• **WORK REQUIRED**
Please print the data again exactly as given.

• **TASK INPUTS**
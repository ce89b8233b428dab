use std::collections::HashSet;
use std::sync::{Arc, Mutex, MutexGuard, PoisonError};

use crate::dedupe::{
    fingerprint_key, is_hash_duplicate, release, reserve, SavedHashes, SeenEventIds,
};

/// Dedupe state shared by the push listener, reconciliation and the manager.
#[derive(Debug, Default)]
pub struct SyncState {
    pub seen_event_ids: SeenEventIds,
    pub last_saved_hash_by_conversation_id: SavedHashes,
    pub in_flight_payload_keys: HashSet<String>,
}

/// Guards are only held for synchronous bookkeeping, never across an await.
#[derive(Clone, Debug, Default)]
pub struct SharedSyncState {
    inner: Arc<Mutex<SyncState>>,
}

impl SharedSyncState {
    pub fn new() -> Self {
        Self::default()
    }

    pub fn lock(&self) -> MutexGuard<'_, SyncState> {
        self.inner.lock().unwrap_or_else(PoisonError::into_inner)
    }
}

/// Result of asking to persist one conversation payload.
pub enum Admission {
    /// The same hash was already saved for this conversation.
    AlreadySaved,
    /// Another task is persisting the same fingerprint.
    InFlight,
    Reserved(InFlightReservation),
}

/// Holds one in-flight fingerprint and releases it when dropped, whichever way
/// persistence ends.
#[must_use = "the reservation is released as soon as it is dropped"]
pub struct InFlightReservation {
    state: SharedSyncState,
    key: String,
}

impl InFlightReservation {
    /// Checks the saved hash and reserves the fingerprint under one lock, so
    /// no other task can save and release in between.
    pub fn admit(state: &SharedSyncState, conversation_id: &str, payload_hash: &str) -> Admission {
        let mut guard = state.lock();
        if is_hash_duplicate(
            &guard.last_saved_hash_by_conversation_id,
            conversation_id,
            payload_hash,
        ) {
            return Admission::AlreadySaved;
        }
        let key = fingerprint_key(conversation_id, payload_hash);
        if !reserve(&mut guard.in_flight_payload_keys, &key) {
            return Admission::InFlight;
        }
        drop(guard);
        Admission::Reserved(Self {
            state: state.clone(),
            key,
        })
    }

    pub fn key(&self) -> &str {
        &self.key
    }
}

impl Drop for InFlightReservation {
    fn drop(&mut self) {
        release(&mut self.state.lock().in_flight_payload_keys, &self.key);
    }
}
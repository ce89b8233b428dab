use std::collections::HashMap;
use std::future::Future;
use std::pin::Pin;
use std::sync::atomic::{AtomicU64, Ordering};
use std::sync::{Arc, Mutex, PoisonError};
use std::time::Duration;

use serde::{Deserialize, Serialize};
use tokio::sync::mpsc;
use tokio::task::JoinHandle;
use tracing::debug;

pub type TimerTask = Pin<Box<dyn Future<Output = ()> + Send>>;

#[derive(Clone, Copy, Debug, PartialEq, Eq, Hash)]
pub struct TimerId(pub u64);

#[derive(Clone, Debug, Serialize, Deserialize, PartialEq, Eq)]
pub struct Alarm {
    pub name: String,
}

/// Host scheduling primitives: named recurring alarms plus one-shot delayed
/// callbacks that can be cancelled before they fire.
pub trait SyncScheduler: Send + Sync {
    /// Creating an alarm with an existing name replaces it.
    fn create_alarm(&self, name: &str, period_minutes: u32);
    fn set_timer(&self, delay: Duration, task: TimerTask) -> TimerId;
    fn clear_timer(&self, id: TimerId);
}

type TimerMap = Arc<Mutex<HashMap<TimerId, JoinHandle<()>>>>;

/// Scheduler backed by the tokio runtime. Alarm ticks are delivered on the
/// channel returned from [`TokioScheduler::new`].
pub struct TokioScheduler {
    next_id: AtomicU64,
    timers: TimerMap,
    alarms: Mutex<HashMap<String, JoinHandle<()>>>,
    alarm_tx: mpsc::UnboundedSender<Alarm>,
    minute: Duration,
}

impl TokioScheduler {
    pub fn new() -> (Self, mpsc::UnboundedReceiver<Alarm>) {
        Self::with_minute(Duration::from_secs(60))
    }

    /// Scales alarm periods; tests use a short "minute".
    pub fn with_minute(minute: Duration) -> (Self, mpsc::UnboundedReceiver<Alarm>) {
        let (alarm_tx, alarm_rx) = mpsc::unbounded_channel();
        let scheduler = Self {
            next_id: AtomicU64::new(1),
            timers: Arc::default(),
            alarms: Mutex::new(HashMap::new()),
            alarm_tx,
            minute,
        };
        (scheduler, alarm_rx)
    }

    pub fn pending_timers(&self) -> usize {
        self.timers
            .lock()
            .unwrap_or_else(PoisonError::into_inner)
            .len()
    }
}

impl SyncScheduler for TokioScheduler {
    fn create_alarm(&self, name: &str, period_minutes: u32) {
        let period = self.minute * period_minutes.max(1);
        let alarm_tx = self.alarm_tx.clone();
        let alarm_name = name.to_string();
        let handle = tokio::spawn(async move {
            let mut ticks = tokio::time::interval_at(tokio::time::Instant::now() + period, period);
            loop {
                ticks.tick().await;
                let alarm = Alarm {
                    name: alarm_name.clone(),
                };
                if alarm_tx.send(alarm).is_err() {
                    break;
                }
            }
        });

        let previous = self
            .alarms
            .lock()
            .unwrap_or_else(PoisonError::into_inner)
            .insert(name.to_string(), handle);
        if let Some(previous) = previous {
            previous.abort();
        }
        debug!(alarm = name, period_minutes, "alarm created");
    }

    fn set_timer(&self, delay: Duration, task: TimerTask) -> TimerId {
        let id = TimerId(self.next_id.fetch_add(1, Ordering::Relaxed));
        let timers = self.timers.clone();
        // Hold the map lock while spawning so the task cannot remove its entry
        // before it has been inserted.
        let mut guard = self.timers.lock().unwrap_or_else(PoisonError::into_inner);
        let handle = tokio::spawn(async move {
            tokio::time::sleep(delay).await;
            timers
                .lock()
                .unwrap_or_else(PoisonError::into_inner)
                .remove(&id);
            task.await;
        });
        guard.insert(id, handle);
        id
    }

    fn clear_timer(&self, id: TimerId) {
        let handle = self
            .timers
            .lock()
            .unwrap_or_else(PoisonError::into_inner)
            .remove(&id);
        if let Some(handle) = handle {
            handle.abort();
        }
    }
}

impl Drop for TokioScheduler {
    fn drop(&mut self) {
        let timers = std::mem::take(&mut *self.timers.lock().unwrap_or_else(PoisonError::into_inner));
        for handle in timers.into_values() {
            handle.abort();
        }
        let alarms = std::mem::take(&mut *self.alarms.lock().unwrap_or_else(PoisonError::into_inner));
        for handle in alarms.into_values() {
            handle.abort();
        }
    }
}
pub mod constants;
pub mod enums;
pub mod errors;
pub mod protocol;
pub mod validate;

pub use constants::*;
pub use enums::*;
pub use errors::*;
pub use protocol::*;
pub use validate::*;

• **TASK SOLUTION**
repository ce89b8233b428dab
use std::collections::HashSet;
use std::sync::{Arc, Mutex, MutexGuard, PoisonError};

use crate::dedupe::{
    fingerprint_key, is_hash_duplicate, release, reserve, SavedHashes, SeenEventIds,
};

/// Dedupe state shared by the push listener, reconciliation and the manager.
#[derive(Debug, Default)]
pub struct SyncState {
    pub seen_event_ids: SeenEventIds,
    pub last_saved_hash_by_conversation_id: SavedHashes,
    pub in_flight_payload_keys: HashSet<String>,
}

/// Guards are only held for synchronous bookkeeping, never across an await.
#[derive(Clone, Debug, Default)]
pub struct SharedSyncState {
    inner: Arc<Mutex<SyncState>>,
}

impl SharedSyncState {
    pub fn new() -> Self {
        Self::default()
    }

    pub fn lock(&self) -> MutexGuard<'_, SyncState> {
        self.inner.lock().unwrap_or_else(PoisonError::into_inner)
    }
}

/// Result of asking to persist one conversation payload.
pub enum Admission {
    /// The same hash was already saved for this conversation.
    AlreadySaved,
    /// Another task is persisting the same fingerprint.
    InFlight,
    Reserved(InFlightReservation),
}

/// Holds one in-flight fingerprint and releases it when dropped, whichever way
/// persistence ends.
#[must_use = "the reservation is released as soon as it is dropped"]
pub struct InFlightReservation {
    state: SharedSyncState,
    key: String,
}

impl InFlightReservation {
    /// Checks the saved hash and reserves the fingerprint under one lock, so
    /// no other task can save and release in between.
    pub fn admit(state: &SharedSyncState, conversation_id: &str, payload_hash: &str) -> Admission {
        let mut guard = state.lock();
        if is_hash_duplicate(
            &guard.last_saved_hash_by_conversation_id,
            conversation_id,
            payload_hash,
        ) {
            return Admission::AlreadySaved;
        }
        let key = fingerprint_key(conversation_id, payload_hash);
        if !reserve(&mut guard.in_flight_payload_keys, &key) {
            return Admission::InFlight;
        }
        drop(guard);
        Admission::Reserved(Self {
            state: state.clone(),
            key,
        })
    }

    pub fn key(&self) -> &str {
        &self.key
    }
}

impl Drop for InFlightReservation {
    fn drop(&mut self) {
        release(&mut self.state.lock().in_flight_payload_keys, &self.key);
    }
}
repository ce89b8233b428dab
use std::collections::HashMap;
use std::future::Future;
use std::pin::Pin;
use std::sync::atomic::{AtomicU64, Ordering};
use std::sync::{Arc, Mutex, PoisonError};
use std::time::Duration;

use serde::{Deserialize, Serialize};
use tokio::sync::mpsc;
use tokio::task::JoinHandle;
use tracing::debug;

pub type TimerTask = Pin<Box<dyn Future<Output = ()> + Send>>;

#[derive(Clone, Copy, Debug, PartialEq, Eq, Hash)]
pub struct TimerId(pub u64);

#[derive(Clone, Debug, Serialize, Deserialize, PartialEq, Eq)]
pub struct Alarm {
    pub name: String,
}

/// Host scheduling primitives: named recurring alarms plus one-shot delayed
/// callbacks that can be cancelled before they fire.
pub trait SyncScheduler: Send + Sync {
    /// Creating an alarm with an existing name replaces it.
    fn create_alarm(&self, name: &str, period_minutes: u32);
    fn set_timer(&self, delay: Duration, task: TimerTask) -> TimerId;
    fn clear_timer(&self, id: TimerId);
}

type TimerMap = Arc<Mutex<HashMap<TimerId, JoinHandle<()>>>>;

/// Scheduler backed by the tokio runtime. Alarm ticks are delivered on the
/// channel returned from [`TokioScheduler::new`].
pub struct TokioScheduler {
    next_id: AtomicU64,
    timers: TimerMap,
    alarms: Mutex<HashMap<String, JoinHandle<()>>>,
    alarm_tx: mpsc::UnboundedSender<Alarm>,
    minute: Duration,
}

impl TokioScheduler {
    pub fn new() -> (Self, mpsc::UnboundedReceiver<Alarm>) {
        Self::with_minute(Duration::from_secs(60))
    }

    /// Scales alarm periods; tests use a short "minute".
    pub fn with_minute(minute: Duration) -> (Self, mpsc::UnboundedReceiver<Alarm>) {
        let (alarm_tx, alarm_rx) = mpsc::unbounded_channel();
        let scheduler = Self {
            next_id: AtomicU64::new(1),
            timers: Arc::default(),
            alarms: Mutex::new(HashMap::new()),
            alarm_tx,
            minute,
        };
        (scheduler, alarm_rx)
    }

    pub fn pending_timers(&self) -> usize {
        self.timers
            .lock()
            .unwrap_or_else(PoisonError::into_inner)
            .len()
    }
}

impl SyncScheduler for TokioScheduler {
    fn create_alarm(&self, name: &str, period_minutes: u32) {
        let period = self.minute * period_minutes.max(1);
        let alarm_tx = self.alarm_tx.clone();
        let alarm_name = name.to_string();
        let handle = tokio::spawn(async move {
            let mut ticks = tokio::time::interval_at(tokio::time::Instant::now() + period, period);
            loop {
                ticks.tick().await;
                let alarm = Alarm {
                    name: alarm_name.clone(),
                };
                if alarm_tx.send(alarm).is_err() {
                    break;
                }
            }
        });

        let previous = self
            .alarms
            .lock()
            .unwrap_or_else(PoisonError::into_inner)
            .insert(name.to_string(), handle);
        if let Some(previous) = previous {
            previous.abort();
        }
        debug!(alarm = name, period_minutes, "alarm created");
    }

    fn set_timer(&self, delay: Duration, task: TimerTask) -> TimerId {
        let id = TimerId(self.next_id.fetch_add(1, Ordering::Relaxed));
        let timers = self.timers.clone();
        // Hold the map lock while spawning so the task cannot remove its entry
        // before it has been inserted.
        let mut guard = self.timers.lock().unwrap_or_else(PoisonError::into_inner);
        let handle = tokio::spawn(async move {
            tokio::time::sleep(delay).await;
            timers
                .lock()
                .unwrap_or_else(PoisonError::into_inner)
                .remove(&id);
            task.await;
        });
        guard.insert(id, handle);
        id
    }

    fn clear_timer(&self, id: TimerId) {
        let handle = self
            .timers
            .lock()
            .unwrap_or_else(PoisonError::into_inner)
            .remove(&id);
        if let Some(handle) = handle {
            handle.abort();
        }
    }
}

impl Drop for TokioScheduler {
    fn drop(&mut self) {
        let timers = std::mem::take(&mut *self.timers.lock().unwrap_or_else(PoisonError::into_inner));
        for handle in timers.into_values() {
            handle.abort();
        }
        let alarms = std::mem::take(&mut *self.alarms.lock().unwrap_or_else(PoisonError::into_inner));
        for handle in alarms.into_values() {
            handle.abort();
        }
    }
}
pub mod constants;
pub mod enums;
pub mod errors;
pub mod protocol;
pub mod validate;

pub use constants::*;
pub use enums::*;
pub use errors::*;
pub use protocol::*;
pub use validate::*;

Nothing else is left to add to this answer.